(Assignment): Could you retype, exactly as written, every line from the top of the records through the line that contains "shutter it sets."?

(Information):
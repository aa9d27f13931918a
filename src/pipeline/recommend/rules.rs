use crate::pipeline::domain::features::{FeatureSet, LightingDescriptor, SubjectCategory};
use crate::pipeline::domain::settings::CameraSettings;

const LANDSCAPE_ADVICE: &str = "Landscape scene: a narrow aperture deepens the depth of field \
     while a fast shutter keeps the frame sharp.";
const PORTRAIT_ADVICE: &str = "Portrait scene: open the aperture to lift the subject off the \
     background and let face-detect focus hold the eyes.";
const ARCHITECTURE_ADVICE: &str = "Architecture scene: stop well down for edge-to-edge \
     sharpness and keep the verticals straight.";
const FOOD_ADVICE: &str = "Food scene: a moderate aperture keeps the dish in focus while \
     softly blurring the table.";

/// The settings every recommendation starts from.
pub fn baseline() -> CameraSettings {
    CameraSettings {
        aperture: "f/8.0".to_string(),
        shutter_speed: "1/250s".to_string(),
        iso: 200,
        focus_mode: "single-point".to_string(),
        metering_mode: "matrix".to_string(),
        white_balance: "auto".to_string(),
        advice: LANDSCAPE_ADVICE.to_string(),
    }
}

/// Subject overrides. Applied first; the lighting pass may later
/// overwrite the shutter it sets.
fn apply_subject_rules(mut settings: CameraSettings, subject: SubjectCategory) -> CameraSettings {
    match subject {
        SubjectCategory::Portrait => {
            settings.aperture = "f/2.8".to_string();
            settings.shutter_speed = "1/125s".to_string();
            settings.focus_mode = "face-detect".to_string();
            settings.advice = PORTRAIT_ADVICE.to_string();
        }
        SubjectCategory::Architecture => {
            settings.aperture = "f/11".to_string();
            settings.shutter_speed = "1/60s".to_string();
            settings.advice = ARCHITECTURE_ADVICE.to_string();
        }
        SubjectCategory::Food => {
            settings.aperture = "f/4.0".to_string();
            settings.shutter_speed = "1/100s".to_string();
            settings.advice = FOOD_ADVICE.to_string();
        }
        SubjectCategory::Landscape
        | SubjectCategory::Vehicle
        | SubjectCategory::Animal
        | SubjectCategory::Unknown => {}
    }
    settings
}

/// Lighting overrides. Dim and bright rewrite ISO and shutter; focus,
/// aperture and advice are never touched here.
fn apply_lighting_rules(
    mut settings: CameraSettings,
    lighting: LightingDescriptor,
) -> CameraSettings {
    match lighting {
        LightingDescriptor::Dim => {
            settings.iso = 800;
            settings.shutter_speed = "1/60s".to_string();
        }
        LightingDescriptor::Bright => {
            settings.iso = 100;
            settings.shutter_speed = "1/500s".to_string();
        }
        LightingDescriptor::Normal => {}
    }
    settings
}

/// Deterministic, total mapping from features to settings.
///
/// Two ordered override passes over the baseline: subject first, then
/// lighting. A dim portrait therefore keeps face-detect focus but ends
/// at 1/60s, since the lighting pass runs last. Color and weather are
/// display-only and never consulted.
pub fn recommend(features: &FeatureSet) -> CameraSettings {
    let settings = baseline();
    let settings = apply_subject_rules(settings, features.subject);
    apply_lighting_rules(settings, features.lighting)
}
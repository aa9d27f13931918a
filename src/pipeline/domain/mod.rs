pub mod features;
pub mod settings;

pub use features::{
    ColorDescriptor, CompositionDescriptor, FeatureSet, LightingDescriptor, SubjectCategory,
    WeatherDescriptor,
};
pub use settings::{CameraSettings, Recommendation};
use std::pin::Pin;
use std::sync::Arc;
use std::time::Duration;

use crate::common::photo::Photo;
use crate::pipeline::aggregator::FeatureAggregator;
use crate::pipeline::context::photo_context::PhotoContext;
use crate::pipeline::domain::settings::Recommendation;
use crate::pipeline::recommend::recommend;
use futures::task::Context;
use futures::task::Poll;
use futures::Future;
use tokio_util::sync::CancellationToken;
use tower::timeout::TimeoutLayer;
use tower::util::BoxService;
use tower::Service;
use tower::ServiceBuilder;

pub type ServiceError = Box<dyn std::error::Error + Send + Sync + 'static>;

/// Tower front door for the pipeline: one photo in, one recommendation
/// out. Cancelling the token aborts in-flight calls.
#[derive(Clone)]
pub struct RecommendationService {
    aggregator: Arc<FeatureAggregator>,
    cancel: CancellationToken,
}

impl RecommendationService {
    pub fn new(aggregator: FeatureAggregator) -> Self {
        Self::with_cancellation(aggregator, CancellationToken::new())
    }

    pub fn with_cancellation(aggregator: FeatureAggregator, cancel: CancellationToken) -> Self {
        Self {
            aggregator: Arc::new(aggregator),
            cancel,
        }
    }

    pub fn cancellation_token(&self) -> CancellationToken {
        self.cancel.clone()
    }
}

impl Service<Photo> for RecommendationService {
    type Response = Recommendation;
    type Error = ServiceError;
    type Future = Pin<Box<dyn Future<Output = Result<Self::Response, Self::Error>> + Send>>;

    fn poll_ready(&mut self, _cx: &mut Context<'_>) -> Poll<Result<(), Self::Error>> {
        Poll::Ready(Ok(()))
    }

    fn call(&mut self, photo: Photo) -> Self::Future {
        let aggregator = Arc::clone(&self.aggregator);
        let cancel = self.cancel.clone();

        Box::pin(async move {
            let context = PhotoContext::new(photo);
            let features = aggregator.aggregate(context.photo(), &cancel).await?;
            let context = context.into_analyzed(features);
            let settings = recommend(context.features());
            let context = context.into_recommended(settings);
            Ok(context.into_recommendation())
        })
    }
}

/// Builds the service, optionally behind a timeout layer. The caller
/// treats an elapsed timeout the same way it treats cancellation.
pub struct RecommendationBuilder {
    aggregator: FeatureAggregator,
    cancel: Option<CancellationToken>,
    timeout: Option<Duration>,
}

impl RecommendationBuilder {
    pub fn new(aggregator: FeatureAggregator) -> Self {
        Self {
            aggregator,
            cancel: None,
            timeout: None,
        }
    }

    pub fn cancellation(mut self, cancel: CancellationToken) -> Self {
        self.cancel = Some(cancel);
        self
    }

    pub fn timeout(mut self, timeout: Duration) -> Self {
        self.timeout = Some(timeout);
        self
    }

    pub fn build(self) -> BoxService<Photo, Recommendation, ServiceError> {
        let cancel = self.cancel.unwrap_or_else(CancellationToken::new);
        let service = RecommendationService::with_cancellation(self.aggregator, cancel);

        BoxService::new(
            ServiceBuilder::new()
                .option_layer(self.timeout.map(TimeoutLayer::new))
                .service(service),
        )
    }
}

#[cfg(test)]
mod tests {
    use super::*;
    use crate::capability::offline::{OfflineClassifier, OfflineFaceDetector};
    use crate::error::AnalysisError;
    use image::{ImageBuffer, Rgb};

    fn offline_aggregator() -> FeatureAggregator {
        FeatureAggregator::new(Arc::new(OfflineClassifier), Arc::new(OfflineFaceDetector))
    }

    #[tokio::test]
    async fn white_photo_gets_bright_overrides_on_the_baseline() {
        let mut service = RecommendationService::new(offline_aggregator());
        let photo = Photo::new(ImageBuffer::from_pixel(100, 100, Rgb([255, 255, 255])));

        let recommendation = service.call(photo).await.unwrap();
        assert_eq!(recommendation.settings.iso, 100);
        assert_eq!(recommendation.settings.shutter_speed, "1/500s");
        assert_eq!(recommendation.settings.aperture, "f/8.0");
        assert_eq!(recommendation.settings.focus_mode, "single-point");
    }

    #[tokio::test]
    async fn cancelled_service_call_surfaces_the_cancellation() {
        let cancel = CancellationToken::new();
        cancel.cancel();
        let mut service =
            RecommendationService::with_cancellation(offline_aggregator(), cancel);
        let photo = Photo::new(ImageBuffer::from_pixel(8, 8, Rgb([0, 0, 0])));

        let error = service.call(photo).await.unwrap_err();
        assert!(matches!(
            error.downcast_ref::<AnalysisError>(),
            Some(AnalysisError::Cancelled)
        ));
    }

    #[tokio::test]
    async fn builder_with_timeout_still_completes_fast_calls() {
        let mut service = RecommendationBuilder::new(offline_aggregator())
            .timeout(Duration::from_secs(5))
            .build();
        let photo = Photo::new(ImageBuffer::from_pixel(16, 16, Rgb([128, 128, 128])));

        let recommendation = service.call(photo).await.unwrap();
        assert_eq!(recommendation.settings.iso, 200);
    }
}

(Reply to the exercise):
repository aa9d27f13931918a
filename src/pipeline/recommend/rules.rs
use crate::pipeline::domain::features::{FeatureSet, LightingDescriptor, SubjectCategory};
use crate::pipeline::domain::settings::CameraSettings;

const LANDSCAPE_ADVICE: &str = "Landscape scene: a narrow aperture deepens the depth of field \
     while a fast shutter keeps the frame sharp.";
const PORTRAIT_ADVICE: &str = "Portrait scene: open the aperture to lift the subject off the \
     background and let face-detect focus hold the eyes.";
const ARCHITECTURE_ADVICE: &str = "Architecture scene: stop well down for edge-to-edge \
     sharpness and keep the verticals straight.";
const FOOD_ADVICE: &str = "Food scene: a moderate aperture keeps the dish in focus while \
     softly blurring the table.";

/// The settings every recommendation starts from.
pub fn baseline() -> CameraSettings {
    CameraSettings {
        aperture: "f/8.0".to_string(),
        shutter_speed: "1/250s".to_string(),
        iso: 200,
        focus_mode: "single-point".to_string(),
        metering_mode: "matrix".to_string(),
        white_balance: "auto".to_string(),
        advice: LANDSCAPE_ADVICE.to_string(),
    }
}

/// Subject overrides. Applied first; the lighting pass may later
/// overwrite the shutter it sets.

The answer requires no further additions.